### Stored data entries
—————

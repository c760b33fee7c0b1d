//! lipsync-ar CLI — Arabic text to timed viseme sequences.

use std::io::Read;
use std::path::PathBuf;

use anyhow::{Context, Result, bail};
use clap::{Parser, Subcommand};

use lipsync_ar_core::language::numbers::convert_number_to_words;
use lipsync_ar_core::{LipsyncAr, TimingConfig, VisemeEvent};

// ─── Top-level CLI ───────────────────────────────────────────────

#[derive(Parser)]
#[command(
    name = "lipsync-ar",
    about = "Arabic text to Oculus viseme sequences for avatar lip-sync",
    version,
)]
struct Cli {
    /// Show verbose output
    #[arg(short, long, global = true, default_value_t = false)]
    verbose: bool,

    #[command(subcommand)]
    command: Command,
}

#[derive(Subcommand)]
enum Command {
    /// Convert text to a timed viseme sequence (JSON)
    Process(ProcessArgs),
    /// Print the normalized form of the text
    Normalize(TextArgs),
    /// Read a run of digits as Arabic words
    Number(NumberArgs),
    /// List the supported viseme names
    Visemes,
}

// ─── Shared arguments ────────────────────────────────────────────

#[derive(Parser, Debug)]
struct TextArgs {
    /// Text to convert (reads --input or stdin when omitted)
    text: Option<String>,

    /// Read text from a file
    #[arg(short, long, conflicts_with = "text")]
    input: Option<PathBuf>,
}

// ─── Process ─────────────────────────────────────────────────────

#[derive(Parser, Debug)]
struct ProcessArgs {
    #[command(flatten)]
    text: TextArgs,

    /// JSON file overriding the built-in timing tables
    #[arg(long)]
    timing: Option<PathBuf>,

    /// Milliseconds per relative duration unit
    #[arg(long)]
    ms_per_unit: Option<f64>,

    /// Emit a list of events instead of parallel arrays
    #[arg(long, default_value_t = false)]
    events: bool,

    /// Pretty-print the JSON output
    #[arg(long, default_value_t = false)]
    pretty: bool,
}

// ─── Number ──────────────────────────────────────────────────────

#[derive(Parser, Debug)]
struct NumberArgs {
    /// ASCII digits, e.g. 1250
    digits: String,
}

// ─── Main ────────────────────────────────────────────────────────

fn main() {
    let cli = Cli::parse();

    // Init logging
    let log_level = if cli.verbose { "debug" } else { "info" };
    env_logger::Builder::from_env(env_logger::Env::default().default_filter_or(log_level))
        .format_timestamp(None)
        .init();

    let result = match cli.command {
        Command::Process(args) => run_process(args),
        Command::Normalize(args) => run_normalize(args),
        Command::Number(args) => run_number(args),
        Command::Visemes => run_visemes(),
    };

    if let Err(e) = result {
        log::error!("{:#}", e);
        std::process::exit(1);
    }
}

// ─── Helpers ─────────────────────────────────────────────────────

fn read_text(args: &TextArgs) -> Result<String> {
    if let Some(text) = &args.text {
        return Ok(text.clone());
    }
    if let Some(path) = &args.input {
        if !path.exists() {
            bail!("File not found: {}", path.display());
        }
        return std::fs::read_to_string(path)
            .with_context(|| format!("Failed to read {}", path.display()));
    }
    let mut text = String::new();
    std::io::stdin()
        .read_to_string(&mut text)
        .context("Failed to read stdin")?;
    Ok(text)
}

fn load_timing(args: &ProcessArgs) -> Result<TimingConfig> {
    let mut timing = match &args.timing {
        Some(path) => {
            log::info!("Loading timing config: {}", path.display());
            TimingConfig::load(path)
                .with_context(|| format!("Invalid timing config {}", path.display()))?
        }
        None => TimingConfig::default(),
    };
    if let Some(ms) = args.ms_per_unit {
        timing.ms_per_unit = ms;
    }
    timing.validate().context("Invalid timing configuration")?;
    Ok(timing)
}

fn to_json<T: serde::Serialize>(value: &T, pretty: bool) -> Result<String> {
    let json = if pretty {
        serde_json::to_string_pretty(value)?
    } else {
        serde_json::to_string(value)?
    };
    Ok(json)
}

// ─── Runners ─────────────────────────────────────────────────────

fn run_process(args: ProcessArgs) -> Result<()> {
    let text = read_text(&args.text)?;
    let lipsync = LipsyncAr::with_timing(load_timing(&args)?);

    let sequence = lipsync.process(&text);
    log::info!(
        "{} visemes, {} ms",
        sequence.len(),
        sequence.total_duration_ms()
    );

    let json = if args.events {
        let events: Vec<VisemeEvent> = sequence.events().collect();
        to_json(&events, args.pretty)?
    } else {
        to_json(&sequence, args.pretty)?
    };
    println!("{}", json);
    Ok(())
}

fn run_normalize(args: TextArgs) -> Result<()> {
    let text = read_text(&args)?;
    println!("{}", LipsyncAr::new().pre_process_text(&text));
    Ok(())
}

fn run_number(args: NumberArgs) -> Result<()> {
    let words = convert_number_to_words(args.digits.trim())
        .with_context(|| format!("Cannot read {:?} as a number", args.digits))?;
    println!("{}", words);
    Ok(())
}

fn run_visemes() -> Result<()> {
    for name in LipsyncAr::new().viseme_names() {
        println!("{}", name);
    }
    Ok(())
}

—————

### YOUR ASSIGNMENT
Pick from the records each line that contains the word "println" and show it.

### EXERCISE RESULT
    println!("{}", json);
    println!("{}", LipsyncAr::new().pre_process_text(&text));
    println!("{}", words);
        println!("{}", name);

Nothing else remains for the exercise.